*Source data*.

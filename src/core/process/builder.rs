// srcbackup: uncommitted and unpushed work backup
//
// SPDX-FileCopyrightText: 2026 Romeo Ahmed
// SPDX-License-Identifier: GPL-3.0-or-later

//! Process builder with configuration options.
//!
//! ```text
//! ProcessBuilder
//!  • new, find/resolved_program (PATH lookup, cached)
//!  • arg/args/arg_if/cwd/env_var/success_codes/name
//!  • capture_stdout/stderr/output, stderr_flags, stdout_to_file
//!
//! StreamFlags: FORWARD_TO_LOG (default), KEEP_IN_STRING
//! ```

use bitflags::bitflags;
use std::collections::{BTreeMap, BTreeSet};
use std::ffi::OsStr;
use std::path::{Path, PathBuf};
use std::sync::{OnceLock, RwLock};

use crate::error::{BackupResult, ProcessError};

/// Tool names already resolved against PATH.
static EXECUTABLE_CACHE: OnceLock<RwLock<BTreeMap<String, PathBuf>>> = OnceLock::new();

/// Get the executable cache, initializing if needed.
fn exe_cache() -> &'static RwLock<BTreeMap<String, PathBuf>> {
    EXECUTABLE_CACHE.get_or_init(|| RwLock::new(BTreeMap::new()))
}

bitflags! {
    /// Flags controlling stream handling for stdout/stderr.
    #[derive(Debug, Clone, Copy, PartialEq, Eq)]
    pub struct StreamFlags: u32 {
        /// Forward output to tracing logs
        const FORWARD_TO_LOG = 0x01;
        /// Keep output in a string for later retrieval
        const KEEP_IN_STRING = 0x02;
    }
}

impl Default for StreamFlags {
    fn default() -> Self {
        Self::FORWARD_TO_LOG
    }
}

/// Output from a completed process.
#[derive(Debug, Clone, Default, PartialEq, Eq)]
pub struct ProcessOutput {
    exit_code: i32,
    stdout: String,
    stderr: String,
}

impl ProcessOutput {
    /// Creates a new `ProcessOutput`.
    #[must_use]
    pub const fn new(exit_code: i32, stdout: String, stderr: String) -> Self {
        Self {
            exit_code,
            stdout,
            stderr,
        }
    }

    /// Returns the process exit code (0 = success).
    #[must_use]
    pub const fn exit_code(&self) -> i32 {
        self.exit_code
    }

    /// Returns captured stdout (if `KEEP_IN_STRING` was set).
    #[must_use]
    pub fn stdout(&self) -> &str {
        &self.stdout
    }

    /// Returns captured stderr (if `KEEP_IN_STRING` was set).
    #[must_use]
    pub fn stderr(&self) -> &str {
        &self.stderr
    }

    /// Returns true if the process exited successfully (code 0).
    #[must_use]
    pub const fn success(&self) -> bool {
        self.exit_code == 0
    }
}

/// Builder for configuring and running a process.
///
/// Uses the builder pattern to configure process options before spawning.
/// Running happens either directly through [`ProcessBuilder::run`] or through
/// a [`CommandRunner`](super::runner::CommandRunner), which is how the backup
/// stages invoke hg and rsync.
#[derive(Debug, Clone)]
pub struct ProcessBuilder {
    /// Path to the executable
    program: PathBuf,
    /// Command-line arguments
    args: Vec<String>,
    /// Working directory
    cwd: Option<PathBuf>,
    /// Variables added on top of the inherited environment
    env: BTreeMap<String, String>,
    /// Stdout handling
    stdout: StreamFlags,
    /// Stderr handling
    stderr: StreamFlags,
    /// File receiving stdout instead of a pipe
    stdout_file: Option<PathBuf>,
    /// Exit codes considered successful (default: {0})
    success_codes: BTreeSet<i32>,
    /// Display name for logging
    name: Option<String>,
}

impl ProcessBuilder {
    /// Creates a new `ProcessBuilder` for the given program.
    ///
    /// The program can be an absolute path, relative path, or just the executable name.
    /// A bare name is resolved via PATH when the process is spawned, see
    /// [`ProcessBuilder::resolved_program`].
    pub fn new(program: impl AsRef<Path>) -> Self {
        let mut success_codes = BTreeSet::new();
        success_codes.insert(0);

        Self {
            program: program.as_ref().to_path_buf(),
            args: Vec::new(),
            cwd: None,
            env: BTreeMap::new(),
            stdout: StreamFlags::default(),
            stderr: StreamFlags::default(),
            stdout_file: None,
            success_codes,
            name: None,
        }
    }

    /// Finds the full path to an executable in PATH.
    ///
    /// Results are cached for subsequent lookups.
    /// Returns `None` if the executable is not found.
    #[must_use]
    pub fn find(program: &str) -> Option<PathBuf> {
        {
            let cache = exe_cache()
                .read()
                .unwrap_or_else(std::sync::PoisonError::into_inner);
            if let Some(path) = cache.get(program) {
                return Some(path.clone());
            }
        }

        which::which(program).map_or(None, |path| {
            {
                let mut cache = exe_cache()
                    .write()
                    .unwrap_or_else(std::sync::PoisonError::into_inner);
                cache.insert(program.to_string(), path.clone());
            }
            Some(path)
        })
    }

    /// Returns the path the program will be launched from.
    ///
    /// Bare names such as `hg` are looked up in PATH; anything with a
    /// directory component is used as given.
    ///
    /// # Errors
    ///
    /// Returns `ProcessError::ExecutableNotFound` if a bare name is not in PATH.
    pub fn resolved_program(&self) -> std::result::Result<PathBuf, ProcessError> {
        if self.program.components().count() > 1 {
            return Ok(self.program.clone());
        }
        let name = self.program.to_string_lossy();
        Self::find(&name).ok_or_else(|| ProcessError::ExecutableNotFound {
            name: name.into_owned(),
        })
    }

    /// Adds an argument to the command.
    #[must_use]
    pub fn arg(mut self, arg: impl AsRef<OsStr>) -> Self {
        self.args.push(arg.as_ref().to_string_lossy().into_owned());
        self
    }

    /// Adds multiple arguments to the command.
    #[must_use]
    pub fn args<I, S>(mut self, args: I) -> Self
    where
        I: IntoIterator<Item = S>,
        S: AsRef<OsStr>,
    {
        for arg in args {
            self.args.push(arg.as_ref().to_string_lossy().into_owned());
        }
        self
    }

    /// Adds an argument only when `condition` holds.
    #[must_use]
    pub fn arg_if(self, condition: bool, arg: impl AsRef<OsStr>) -> Self {
        if condition { self.arg(arg) } else { self }
    }

    /// Sets the working directory for the process.
    #[must_use]
    pub fn cwd(mut self, dir: impl AsRef<Path>) -> Self {
        self.cwd = Some(dir.as_ref().to_path_buf());
        self
    }

    /// Adds an environment variable on top of the inherited environment.
    #[must_use]
    pub fn env_var(mut self, key: impl Into<String>, value: impl Into<String>) -> Self {
        self.env.insert(key.into(), value.into());
        self
    }

    /// Configures stderr handling.
    #[must_use]
    pub const fn stderr_flags(mut self, flags: StreamFlags) -> Self {
        self.stderr = flags;
        self
    }

    /// Convenience: capture stdout to string.
    #[must_use]
    pub const fn capture_stdout(mut self) -> Self {
        self.stdout = StreamFlags::KEEP_IN_STRING;
        self
    }

    /// Convenience: capture stderr to string.
    #[must_use]
    pub const fn capture_stderr(mut self) -> Self {
        self.stderr = StreamFlags::KEEP_IN_STRING;
        self
    }

    /// Convenience: capture both stdout and stderr to strings.
    #[must_use]
    pub const fn capture_output(self) -> Self {
        self.capture_stdout().capture_stderr()
    }

    /// Redirects stdout into `path`, truncating it.
    ///
    /// The file is opened when the process is spawned; callers that need the
    /// file to exist regardless of the spawn outcome create it beforehand.
    #[must_use]
    pub fn stdout_to_file(mut self, path: impl AsRef<Path>) -> Self {
        self.stdout_file = Some(path.as_ref().to_path_buf());
        self
    }

    /// Sets the exit codes considered successful.
    #[must_use]
    pub fn success_codes(mut self, codes: impl IntoIterator<Item = i32>) -> Self {
        self.success_codes = codes.into_iter().collect();
        self
    }

    /// Sets a display name for logging.
    #[must_use]
    pub fn name(mut self, name: impl Into<String>) -> Self {
        self.name = Some(name.into());
        self
    }

    // Getters

    /// Returns a reference to the program path.
    #[must_use]
    pub const fn program(&self) -> &PathBuf {
        &self.program
    }

    /// Returns a slice of the arguments.
    #[must_use]
    pub fn args_slice(&self) -> &[String] {
        &self.args
    }

    /// Returns the value following `flag` in the arguments, if any.
    #[must_use]
    pub fn arg_value(&self, flag: &str) -> Option<&str> {
        self.args
            .iter()
            .position(|a| a == flag)
            .and_then(|i| self.args.get(i + 1))
            .map(String::as_str)
    }

    /// Returns a reference to the working directory, if set.
    #[must_use]
    pub const fn working_dir(&self) -> Option<&PathBuf> {
        self.cwd.as_ref()
    }

    /// Returns the extra environment variables.
    #[must_use]
    pub const fn env_vars(&self) -> &BTreeMap<String, String> {
        &self.env
    }

    /// Returns the stdout handling flags.
    #[must_use]
    pub const fn stdout_config(&self) -> StreamFlags {
        self.stdout
    }

    /// Returns the stderr handling flags.
    #[must_use]
    pub const fn stderr_config(&self) -> StreamFlags {
        self.stderr
    }

    /// Returns the stdout redirection target, if set.
    #[must_use]
    pub fn stdout_file(&self) -> Option<&Path> {
        self.stdout_file.as_deref()
    }

    /// Returns the display name for this process.
    #[must_use]
    pub fn display_name(&self) -> String {
        self.name.clone().unwrap_or_else(|| {
            self.program.file_stem().map_or_else(
                || "process".to_string(),
                |s| s.to_string_lossy().into_owned(),
            )
        })
    }

    /// Returns the full command line as a string (for logging).
    #[must_use]
    pub fn command_line(&self) -> String {
        use std::fmt::Write as _;

        let mut cmd = format!("{}", self.program.display());
        for arg in &self.args {
            if arg.contains(' ') || arg.is_empty() {
                let _ = write!(cmd, " \"{arg}\"");
            } else {
                let _ = write!(cmd, " {arg}");
            }
        }
        cmd
    }

    /// Validates an exit code against the success set.
    ///
    /// # Errors
    ///
    /// Returns `ProcessError::NonZeroExit` if the exit code is not accepted.
    pub fn check_exit(&self, output: ProcessOutput) -> BackupResult<ProcessOutput> {
        if self.success_codes.contains(&output.exit_code()) {
            return Ok(output);
        }
        Err(ProcessError::NonZeroExit {
            command: self.command_line(),
            code: output.exit_code(),
            stderr: output.stderr().trim().to_string(),
        }
        .into())
    }
}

*Assigned task*.
Throughout the data above, copy all lines where the word "OsStr" is found.

*Your solution*.
use std::ffi::OsStr;
    pub fn arg(mut self, arg: impl AsRef<OsStr>) -> Self {
        S: AsRef<OsStr>,
    pub fn arg_if(self, condition: bool, arg: impl AsRef<OsStr>) -> Self {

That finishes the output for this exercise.